Homeless SEA LIONO Ho!

I cannot possibly write about the actual experience my cohort and I had in a way that would convey the reality with justice.

We gave feedback, and some allowances were made. We ran into new roadblocks. We made each other laugh to chase away the stress, and we broke the rules when we needed so that we could keep going.

These adventures pushed my peers, my teachers, and myself further and further beyond what we could have ever planned for. The physical and emotional toll on everyone involved exceeded many of our capacities to cope. Some of us were alright; mostly the men who were young and single and well-adjusted. But not everyone had the tools to meet their needs. Not everyone held up okay. Not everyone moved on.

It Was Entirely Ridiculous

The thing about saying you had a ridiculous experience at Dev Bootcamp is that bootcamps in general are ridiculous. Everyone already says things like “It pushed us past our limits” and “We got through because of persistence.” And they’re right. But I don’t have the language to convey that our experience was ridiculous^3 and not have people disbelieve. There isn’t a simple way to say, “Yes, Dev Bootcamp is the hardest thing I’ve ever done, and Localhost made it harder than that.”

By the last two weeks of the program, my new friend Panic Disorder joined the head party. My anxiety attacks took on brand-new and terrifying aspects, which left me in a shuddery puddle in the corner of our couch. I was so far into my panic zone that it entered me.

So what do you do? Throw up your hands in a shrug and set about your job search. Struggle to explain why you would quit your development job to attend a development course. Job hunting on it’s own is hard, and I was both shy and having panic attacks. I wasn’t “selling myself” properly, and it took a ridiculous number of interviews to get it right.

People asked things like “Well if she had experience, why did she go to bootcamp?” and “How experienced could she be if she went to bootcamp?” and “We would likely offer you an entry-level position with our college grads at a salary much less than you made a decade ago.”

¯\_(ツ)_/¯

Was It Worth It?

The DBC Hankie

Eventually, I found that perfect job fit.
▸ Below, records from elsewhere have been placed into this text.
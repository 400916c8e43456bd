//! Operating mode selector.

use serde::{Deserialize, Serialize};
use std::fmt;
use std::str::FromStr;

/// Which stage set a run uses.
///
/// `Lean` runs analyze, draft and finalize. `Full` adds research and the
/// critique/validate pair. See [`crate::pipeline::build`] for the exact lists.
#[derive(Debug, Clone, Copy, PartialEq, Eq, Hash, Default, Serialize, Deserialize)]
#[serde(rename_all = "snake_case")]
pub enum Mode {
    /// Three-stage path.
    #[default]
    Lean,
    /// Six-stage path with research, critique and validation.
    Full,
}

impl Mode {
    /// Maps the persisted `use_lean_mode` flag to a mode.
    #[must_use]
    pub fn from_lean_flag(use_lean_mode: bool) -> Self {
        if use_lean_mode {
            Self::Lean
        } else {
            Self::Full
        }
    }

    /// Returns the persisted flag value for this mode.
    #[must_use]
    pub fn is_lean(self) -> bool {
        matches!(self, Self::Lean)
    }

    /// Returns the mode name.
    #[must_use]
    pub fn as_str(self) -> &'static str {
        match self {
            Self::Lean => "lean",
            Self::Full => "full",
        }
    }
}

impl fmt::Display for Mode {
    fn fmt(&self, f: &mut fmt::Formatter<'_>) -> fmt::Result {
        f.write_str(self.as_str())
    }
}

impl FromStr for Mode {
    type Err = String;

    fn from_str(s: &str) -> Result<Self, Self::Err> {
        match s.trim().to_ascii_lowercase().as_str() {
            "lean" | "speed" => Ok(Self::Lean),
            "full" | "quality" => Ok(Self::Full),
            other => Err(format!("unknown mode '{other}' (expected 'lean' or 'full')")),
        }
    }
}
//! Stage descriptors.
//!
//! A stage is the unit of work in a promptweaver run: a persona (the role),
//! a task template, and the upstream stages whose outputs it may read.
//! Descriptors are immutable; outputs live in the run, not on the stage.

mod catalog;
mod template;

pub use catalog::{analyze, critique, draft, finalize, research, validate};
pub use template::{referenced_stages, render, RenderedTask, INSTRUCTION_PLACEHOLDER};

use serde::{Deserialize, Serialize};
use std::fmt;
use std::str::FromStr;

/// The identifier of a stage within a run.
#[derive(Debug, Clone, Copy, PartialEq, Eq, Hash, PartialOrd, Ord, Serialize, Deserialize)]
#[serde(rename_all = "snake_case")]
pub enum StageName {
    /// Requirements analysis.
    Analyze,
    /// Knowledge-base research.
    Research,
    /// First structured draft.
    Draft,
    /// Critical review of the draft.
    Critique,
    /// Requirements validation of the draft.
    Validate,
    /// Final, execution-ready document.
    Finalize,
}

impl StageName {
    /// All stage names in canonical order.
    pub const ALL: [Self; 6] = [
        Self::Analyze,
        Self::Research,
        Self::Draft,
        Self::Critique,
        Self::Validate,
        Self::Finalize,
    ];

    /// Returns the stage name as used in templates, events and logs.
    #[must_use]
    pub fn as_str(self) -> &'static str {
        match self {
            Self::Analyze => "analyze",
            Self::Research => "research",
            Self::Draft => "draft",
            Self::Critique => "critique",
            Self::Validate => "validate",
            Self::Finalize => "finalize",
        }
    }

    /// Returns a human-readable title.
    #[must_use]
    pub fn title(self) -> &'static str {
        match self {
            Self::Analyze => "Analysis",
            Self::Research => "Research",
            Self::Draft => "Draft",
            Self::Critique => "Critique",
            Self::Validate => "Validation",
            Self::Finalize => "Final",
        }
    }
}

impl fmt::Display for StageName {
    fn fmt(&self, f: &mut fmt::Formatter<'_>) -> fmt::Result {
        f.write_str(self.as_str())
    }
}

impl FromStr for StageName {
    type Err = String;

    fn from_str(s: &str) -> Result<Self, Self::Err> {
        Self::ALL
            .into_iter()
            .find(|name| name.as_str() == s)
            .ok_or_else(|| format!("unknown stage '{s}'"))
    }
}

/// The persona performing a stage.
#[derive(Debug, Clone, PartialEq, Eq, Serialize, Deserialize)]
pub struct Role {
    /// Short title, e.g. "Prompt Requirements Analyst".
    pub title: String,
    /// What the persona is trying to achieve.
    pub goal: String,
    /// Background that shapes the persona's voice.
    pub backstory: String,
}

impl Role {
    /// Creates a new role.
    #[must_use]
    pub fn new(
        title: impl Into<String>,
        goal: impl Into<String>,
        backstory: impl Into<String>,
    ) -> Self {
        Self {
            title: title.into(),
            goal: goal.into(),
            backstory: backstory.into(),
        }
    }

    /// Renders the role as a system description for the backend.
    #[must_use]
    pub fn describe(&self) -> String {
        format!(
            "You are {}. {}\nYour goal: {}",
            self.title, self.backstory, self.goal
        )
    }
}

/// Immutable description of one stage.
#[derive(Debug, Clone, PartialEq, Eq)]
pub struct Stage {
    /// The unique name of the stage.
    pub name: StageName,
    /// The persona performing the stage.
    pub role: Role,
    /// Task text with an `{instruction}` placeholder and optional
    /// `{<stage>}` placeholders for declared dependencies.
    pub task_template: String,
    /// Stages whose outputs must exist before this one runs, in the order
    /// their outputs are presented.
    pub depends_on: Vec<StageName>,
    /// Whether reference corpus excerpts are attached to this stage.
    pub grounded: bool,
}

impl Stage {
    /// Creates a new stage with no dependencies.
    #[must_use]
    pub fn new(name: StageName, role: Role, task_template: impl Into<String>) -> Self {
        Self {
            name,
            role,
            task_template: task_template.into(),
            depends_on: Vec::new(),
            grounded: false,
        }
    }

    /// Sets the dependencies, replacing any existing ones.
    #[must_use]
    pub fn with_dependencies(mut self, deps: impl IntoIterator<Item = StageName>) -> Self {
        self.depends_on = deps.into_iter().collect();
        self
    }

    /// Adds a dependency.
    #[must_use]
    pub fn with_dependency(mut self, dep: StageName) -> Self {
        if !self.depends_on.contains(&dep) {
            self.depends_on.push(dep);
        }
        self
    }

    /// Marks the stage as grounded in the reference corpus.
    #[must_use]
    pub fn grounded(mut self, grounded: bool) -> Self {
        self.grounded = grounded;
        self
    }

    /// Returns true if this stage reads the given stage's output.
    #[must_use]
    pub fn depends_on(&self, other: StageName) -> bool {
        self.depends_on.contains(&other)
    }
}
The culture, position, team, and industry just all fell together. I was the last one of my cohort to find a job after graduation, per interview fails on my end. Once I began talking about DBC as a continuing-education move, not a just-getting-into-the-game move, interviewers began responding more positively and with more confidence in my skills. I found a great place to work that matched up all of my newly identified wants in a good position fit. And that was good.

Eventually, my doctor and I found something that helped the panic attacks, and I’m on a slow path out of the panic zone. I think that in the future, when my anxiety is fully managed and my career and life are only benefiting from this experience, it will have been worth it. I now think of myself as a programmer, as an engineer. I am immeasurably better at my job thanks to a deeper understanding of the workings behind it.

I think that out of this ridiculous time in my life, I have learned confidence in my coping abilities, my perseverance, my ability to adapt. And I sure as hell learned to program, and I sure as hell plan to make beautiful and meaningful things.